// Expand recurring weekly template jadi slot konkret untuk satu range tanggal.
use async_trait::async_trait;
use chrono::{DateTime, Datelike, Duration, NaiveDate, Utc, Weekday};
use shared::utils::validation::validate_generation_range;
use thiserror::Error;

use crate::{
    domain::{
        slot::AvailabilitySlot,
        template::{GenerateSlotsRequest, GenerationReport, ScheduleTemplate},
    },
    error::{AppError, StoreError},
};

/// Storage yang dibutuhkan engine: baca template aktif, cek duplikat, insert slot
#[async_trait]
pub trait ScheduleStore: Send + Sync {
    async fn active_templates(&self, specialist_id: i32) -> Result<Vec<ScheduleTemplate>, StoreError>;

    async fn slot_exists(&self, specialist_id: i32, start_time: DateTime<Utc>) -> Result<bool, StoreError>;

    async fn insert_slot(
        &self,
        specialist_id: i32,
        start_time: DateTime<Utc>,
        end_time: DateTime<Utc>,
    ) -> Result<AvailabilitySlot, StoreError>;
}

#[derive(Debug, Error)]
pub enum GenerationError {
    #[error("{0}")]
    InvalidRange(String),

    #[error(transparent)]
    Store(#[from] StoreError),
}

impl From<GenerationError> for AppError {
    fn from(err: GenerationError) -> Self {
        match err {
            GenerationError::InvalidRange(msg) => AppError::ValidationError(msg),
            GenerationError::Store(e) => AppError::from(e),
        }
    }
}

// Index hari 0=Monday ... 6=Sunday
pub fn weekday_from_index(day: i16) -> Option<Weekday> {
    match day {
        0 => Some(Weekday::Mon),
        1 => Some(Weekday::Tue),
        2 => Some(Weekday::Wed),
        3 => Some(Weekday::Thu),
        4 => Some(Weekday::Fri),
        5 => Some(Weekday::Sat),
        6 => Some(Weekday::Sun),
        _ => None,
    }
}

/// Semua window kandidat (UTC) dari satu template di dalam range inclusive.
/// Template yang rusak menghasilkan list kosong.
pub fn expand_template(
    template: &ScheduleTemplate,
    start_date: NaiveDate,
    end_date: NaiveDate,
) -> Vec<(DateTime<Utc>, DateTime<Utc>)> {
    let Some(weekday) = weekday_from_index(template.day_of_week) else {
        return Vec::new();
    };
    let Some((window_start, window_end)) = template.window() else {
        return Vec::new();
    };
    if template.slot_duration_minutes <= 0 {
        return Vec::new();
    }
    let step = Duration::minutes(template.slot_duration_minutes as i64);

    let mut windows = Vec::new();
    for date in start_date.iter_days().take_while(|d| *d <= end_date) {
        if date.weekday() != weekday {
            continue;
        }

        let day_end = date.and_time(window_end).and_utc();
        let mut cursor = date.and_time(window_start).and_utc();

        // Tidak ada slot sisa yang lebih pendek dari durasi
        while cursor + step <= day_end {
            windows.push((cursor, cursor + step));
            cursor += step;
        }
    }

    windows
}

/// Generate slot dari semua template aktif specialist untuk range yang diminta.
/// Slot dengan (specialist, start_time) yang sudah ada di-skip.
pub async fn generate_slots<S>(
    store: &S,
    specialist_id: i32,
    range: &GenerateSlotsRequest,
) -> Result<GenerationReport, GenerationError>
where
    S: ScheduleStore + ?Sized,
{
    validate_generation_range(range.start_date, range.end_date).map_err(GenerationError::InvalidRange)?;

    let templates = store.active_templates(specialist_id).await?;
    let mut created = 0;

    for template in &templates {
        let malformed = weekday_from_index(template.day_of_week).is_none()
            || template.window().is_none()
            || template.slot_duration_minutes <= 0;
        if malformed {
            tracing::warn!(
                template_id = template.id,
                specialist_id,
                "Skipping malformed schedule template"
            );
            continue;
        }

        for (start, end) in expand_template(template, range.start_date, range.end_date) {
            if store.slot_exists(specialist_id, start).await? {
                continue;
            }

            match store.insert_slot(specialist_id, start, end).await {
                Ok(_) => created += 1,
                Err(e) => {
                    tracing::warn!(
                        template_id = template.id,
                        specialist_id,
                        start = %start,
                        "Failed to insert generated slot: {}",
                        e
                    );
                }
            }
        }
    }

    tracing::info!(
        specialist_id,
        created,
        start_date = %range.start_date,
        end_date = %range.end_date,
        "Slot generation finished"
    );

    Ok(GenerationReport { created })
}
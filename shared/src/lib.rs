// Shared library untuk booking-service dan chat-service
pub mod models;
pub mod utils;
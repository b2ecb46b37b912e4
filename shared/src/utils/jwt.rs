use jsonwebtoken::{decode, encode, Algorithm, DecodingKey, EncodingKey, Header, Validation};
use thiserror::Error;

use crate::models::claims::TokenClaims;

#[derive(Debug, Error)]
pub enum JwtError {
    #[error("Token invalid atau expired")]
    InvalidToken,

    #[error("JWT secret tidak ditemukan")]
    MissingSecret,

    #[error("Token type tidak valid untuk endpoint ini")]
    InvalidTokenType,

    #[error("Gagal sign token: {0}")]
    Signing(String),
}

/// Validate JWT token (HS256) dan extract claims. Hanya access token yang diterima.
pub fn validate_token(token: &str, secret: &str) -> Result<TokenClaims, JwtError> {
    if secret.is_empty() {
        return Err(JwtError::MissingSecret);
    }

    let validation = Validation::new(Algorithm::HS256);

    let token_data = decode::<TokenClaims>(
        token,
        &DecodingKey::from_secret(secret.as_bytes()),
        &validation,
    )
    .map_err(|_| JwtError::InvalidToken)?;

    if !token_data.claims.is_access_token() {
        return Err(JwtError::InvalidTokenType);
    }

    Ok(token_data.claims)
}

/// Sign claims dengan secret yang sama. Issuance ada di auth service,
/// fungsi ini dipakai tooling lokal dan test.
pub fn sign_token(claims: &TokenClaims, secret: &str) -> Result<String, JwtError> {
    encode(
        &Header::default(),
        claims,
        &EncodingKey::from_secret(secret.as_bytes()),
    )
    .map_err(|e| JwtError::Signing(e.to_string()))
}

* * * * *

== Exercise ==
Pull out every line of the records above that contains the word "EncodingKey".

== Your solution ==
use jsonwebtoken::{decode, encode, Algorithm, DecodingKey, EncodingKey, Header, Validation};
        &EncodingKey::from_secret(secret.as_bytes()),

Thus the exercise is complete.